A Brief Firewall History

Over time, the network firewall has grown up, from initially being very basic to more advanced with the inclusion of additional features and functionality. The network firewall incrementally incorporated increasingly complex functionality to address many threats in the modern security landscape.

While the network firewall initially progressed rapidly to keep pace with the development of network technology and rapid evolution of network threat vectors, over the past decade there has been very little in terms of innovation in this space. The requirements of next-generation (NGFW) haven’t changed tremendously since its late 2000’s introduction to the market, and with the uptick in adoption of modern micro-services based architectures into the modern enterprise, applications are becoming more and more distributed in nature, with growing scale and security concerns around the ephemeral nature of the infrastructure.

Micro-services, which leverage a highly distributed architecture, have significantly increased the number of attack vectors or surface area of attack available for malicious actors to exploit. Moreover, many of these distributed architectures have made the network edge more porous. Additionally, the ephemeral nature of the modern application architecture has also decreased the visibility of threat intelligence for security teams tasked with maintaining their relative security posture.

Traditional Perimeter Firewall Architecture Problems

Here at VMware, we had a realization that the architectural nature (both from a feature/functions standpoint, as well as the actual placement in the overall architecture) of the traditional perimeter firewall is problematic to many of these modern trends happening in the data center. Some points to consider:

  • Potential sub-optimal data forwarding creating network choke points
  • Force infrequent and manual policy changes
  • Inadequate and inflexible model for granular policy definition
  • Lacks any application context or service awareness
  • Failure to keep pace with modern development practices (Agile, Dev/Ops, CI/CD), often leaving gaps in coverage relative to the continuous change


Modern Firewall Considerations

Simply put, there’s a massive increase in complexity with modern application architectures and the traditional perimeter firewalls do not solve the internal security problem. What is the internal security problem? Glad you asked—in speaking with many customers we believe we have defined what an internal firewall should do to address the growing security concerns and ever evolving attacks malicious actors are launching to compromise businesses.
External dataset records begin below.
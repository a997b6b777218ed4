//! Weighted Aggregator: per-category and overall scores.
//!
//! score = round(100 × Σ(score_i × weight_i) / Σ(MAX_SCORE × weight_i))
//!
//! The overall score applies the same ratio to the summed tallies of all
//! categories rather than averaging category percentages. A tally with no
//! weight (every criterion excluded) scores 0.

use crate::matching::models::{CategoryResult, CriterionEvaluation, MAX_SCORE};
use crate::models::scorecard::Weight;

/// Raw weighted sums behind a percentage.
#[derive(Debug, Clone, Copy, Default, PartialEq, Eq)]
pub struct WeightedTally {
    pub earned: u32,
    pub possible: u32,
}

impl WeightedTally {
    pub fn add(&mut self, score: u8, weight: Weight) {
        self.earned += u32::from(score.min(MAX_SCORE)) * weight.value();
        self.possible += u32::from(MAX_SCORE) * weight.value();
    }

    pub fn merge(self, other: WeightedTally) -> WeightedTally {
        WeightedTally {
            earned: self.earned + other.earned,
            possible: self.possible + other.possible,
        }
    }

    /// 0..=100
    pub fn percentage(&self) -> u32 {
        if self.possible == 0 {
            return 0;
        }
        (100.0 * self.earned as f64 / self.possible as f64).round() as u32
    }
}

/// Scores one category from the evaluations that produced a result.
pub fn aggregate_category(
    name: &str,
    evaluations: Vec<CriterionEvaluation>,
) -> (CategoryResult, WeightedTally) {
    let mut tally = WeightedTally::default();
    for evaluation in &evaluations {
        tally.add(evaluation.score, evaluation.weight);
    }

    let result = CategoryResult {
        category: name.to_string(),
        score: tally.percentage(),
        criteria: evaluations,
    };
    (result, tally)
}

pub fn overall_score(tallies: &[WeightedTally]) -> u32 {
    tallies
        .iter()
        .fold(WeightedTally::default(), |acc, t| acc.merge(*t))
        .percentage()
}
Few would argue against the need to protect internal assets, particularly in light of a study released last year, that concluded the cost of a data breach in 2018 averaged out to be $3.86 Million.
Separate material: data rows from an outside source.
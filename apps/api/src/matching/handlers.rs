//! Axum route handlers for the Match API.

use std::time::Duration;

use axum::{
    extract::{Path, State},
    Json,
};
use serde::Deserialize;
use tracing::info;
use uuid::Uuid;

use crate::errors::AppError;
use crate::matching::models::MatchResult;
use crate::models::profile::CandidateProfile;
use crate::state::AppState;

#[derive(Debug, Deserialize)]
pub struct MatchRequest {
    pub profile: CandidateProfile,
    /// Overrides the configured whole-match timeout for this request.
    #[serde(default)]
    pub timeout_secs: Option<u64>,
}

/// POST /api/v1/scorecards/:id/match
///
/// Scores one candidate profile against the scorecard. Per-criterion model
/// failures are folded into the result; only terminal errors return non-2xx.
pub async fn handle_match(
    State(state): State<AppState>,
    Path(scorecard_id): Path<Uuid>,
    Json(request): Json<MatchRequest>,
) -> Result<Json<MatchResult>, AppError> {
    info!("Match requested for scorecard {scorecard_id}");

    let result = match request.timeout_secs {
        Some(0) => {
            return Err(AppError::Validation(
                "timeout_secs must be greater than zero".to_string(),
            ))
        }
        Some(secs) => {
            state
                .engine
                .analyze_within(scorecard_id, &request.profile, Duration::from_secs(secs))
                .await?
        }
        None => state.engine.analyze(scorecard_id, &request.profile).await?,
    };

    Ok(Json(result))
}

#[cfg(test)]
mod tests {
    use std::sync::Arc;

    use async_trait::async_trait;
    use axum::{
        body::{to_bytes, Body},
        http::{Request, StatusCode},
    };
    use serde_json::{json, Value};
    use tower::ServiceExt;

    use crate::config::MatchingConfig;
    use crate::embeddings::{Embedder, EmbeddingError};
    use crate::llm_client::LlmError;
    use crate::matching::judge::{JudgeBackend, JudgeVerdict};
    use crate::matching::MatchEngine;
    use crate::models::scorecard::{Category, Criterion, Scorecard, Weight};
    use crate::routes::build_router;
    use crate::scorecards::{RepositoryError, ScorecardRepository};
    use crate::state::AppState;

    use super::*;

    struct OneScorecard(Scorecard);

    #[async_trait]
    impl ScorecardRepository for OneScorecard {
        async fn get_scorecard(&self, id: Uuid) -> Result<Option<Scorecard>, RepositoryError> {
            Ok((self.0.id == id).then(|| self.0.clone()))
        }
    }

    /// Every text gets the same vector, so every chunk is evidence.
    struct FlatEmbedder;

    #[async_trait]
    impl Embedder for FlatEmbedder {
        async fn embed(&self, texts: &[String]) -> Result<Vec<Vec<f32>>, EmbeddingError> {
            Ok(texts.iter().map(|_| vec![1.0, 0.0]).collect())
        }
    }

    struct FixedJudge;

    #[async_trait]
    impl JudgeBackend for FixedJudge {
        async fn verdict(&self, _prompt: &str, _system: &str) -> Result<JudgeVerdict, LlmError> {
            Ok(JudgeVerdict {
                score: 4.0,
                justification: "Clear evidence in the summary.".to_string(),
            })
        }
    }

    fn scorecard() -> Scorecard {
        Scorecard {
            id: Uuid::new_v4(),
            name: "Backend Engineer".to_string(),
            categories: vec![Category {
                id: Uuid::new_v4(),
                name: "Technical Skills".to_string(),
                criteria: vec![Criterion {
                    id: Uuid::new_v4(),
                    name: "Rust".to_string(),
                    description: "Ships Rust services".to_string(),
                    weight: Weight::High,
                    embedding: vec![1.0, 0.0],
                }],
            }],
        }
    }

    fn app(scorecard: Scorecard) -> axum::Router {
        let engine = MatchEngine::new(
            Arc::new(OneScorecard(scorecard)),
            Arc::new(FlatEmbedder),
            Arc::new(FixedJudge),
            &MatchingConfig::default(),
        );
        build_router(AppState {
            engine: Arc::new(engine),
        })
    }

    async fn post(app: axum::Router, id: Uuid, body: Value) -> (StatusCode, Value) {
        let request = Request::builder()
            .method("POST")
            .uri(format!("/api/v1/scorecards/{id}/match"))
            .header("content-type", "application/json")
            .body(Body::from(body.to_string()))
            .unwrap();
        let response = app.oneshot(request).await.unwrap();
        let status = response.status();
        let bytes = to_bytes(response.into_body(), usize::MAX).await.unwrap();
        (status, serde_json::from_slice(&bytes).unwrap())
    }

    #[tokio::test]
    async fn test_match_returns_scored_result() {
        let card = scorecard();
        let id = card.id;
        let (status, body) = post(
            app(card),
            id,
            json!({ "profile": { "full_name": "Ada", "about": "Writes Rust daily" } }),
        )
        .await;

        assert_eq!(status, StatusCode::OK);
        assert_eq!(body["candidate_name"], "Ada");
        assert_eq!(body["overall_score"], 80);
        assert_eq!(body["categories"][0]["criteria"][0]["outcome"], "judged");
        assert_eq!(
            body["categories"][0]["criteria"][0]["evidence"][0],
            "Summary: Writes Rust daily"
        );
    }

    #[tokio::test]
    async fn test_unknown_scorecard_is_404() {
        let (status, body) = post(
            app(scorecard()),
            Uuid::new_v4(),
            json!({ "profile": { "headline": "Engineer" } }),
        )
        .await;

        assert_eq!(status, StatusCode::NOT_FOUND);
        assert_eq!(body["error"]["code"], "NOT_FOUND");
    }

    #[tokio::test]
    async fn test_empty_profile_is_rejected() {
        let card = scorecard();
        let id = card.id;
        let (status, body) = post(app(card), id, json!({ "profile": {} })).await;

        assert_eq!(status, StatusCode::BAD_REQUEST);
        assert_eq!(body["error"]["code"], "VALIDATION_ERROR");
    }

    #[tokio::test]
    async fn test_zero_timeout_is_rejected() {
        let card = scorecard();
        let id = card.id;
        let (status, _) = post(
            app(card),
            id,
            json!({ "profile": { "headline": "Engineer" }, "timeout_secs": 0 }),
        )
        .await;

        assert_eq!(status, StatusCode::BAD_REQUEST);
    }

    #[tokio::test]
    async fn test_health() {
        let response = app(scorecard())
            .oneshot(Request::builder().uri("/health").body(Body::empty()).unwrap())
            .await
            .unwrap();
        assert_eq!(response.status(), StatusCode::OK);
    }
}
Additionally, consider how much the industry has spent on protecting the perimeter to date. Many modern breaches you hear about on the news start from well-known vulnerabilities, but after the initial exploit, spread laterally within the environment because the internal security problem hasn’t been addressed. It’s time to add security back into the application. The application needs to be self-protecting in a defense-in-depth model. In the past, it was always relying on external things that wrap the application and the data. The distributed nature of modern applications increases the importance of the application’s ability to inherently be much more resilient and resistant to attacks.

We believe this requires a fundamental shift in security mindset and can be addressed in a few high-level ways:


Enter VMware’s Service-defined Firewall

VMware launched the Service-defined Firewall earlier this year. This solution asks one simple question—instead of chasing threats by relying on a reactive approach to firewalling, what if a firewall could reduce the attack surface of applications inside the perimeter by understanding and enforcing known good application behavior? By gaining system and service level insight to an application’s topology (e.g., down to an originating process that generates network I/O), the Service-defined Firewall has the unique ability to control application behavior using a variety of techniques.

As an example, the Service-defined Firewall combines AI and human intelligence to establish a verified model of known good application behavior. This combined with the additional network-centric constructs like L7 packet inspection and AppID, strengthen the overall security posture within the network perimeter, even more so when supplemented with more traditional firewall strategies like identity-based firewalling and tiered segmentation. From an overall architecture standpoint, the intrinsic nature of the Service-defined Firewall dictates the isolation between the controls and the attack surface itself, which becomes very important because even if a workload is compromised, the Service-defined Firewall cannot simply be disabled or by-passed.

This is how VMware is able to deliver consistent protection for your modern applications across the many places modern applications can live:


Putting the Service-defined Firewall to the Test

The VMware Service-defined Firewall Benchmark report has been released! VMware sponsored Coalfire, an independent cybersecurity advisory and assessment firm, to create this industry-first Service-defined Firewall benchmark report.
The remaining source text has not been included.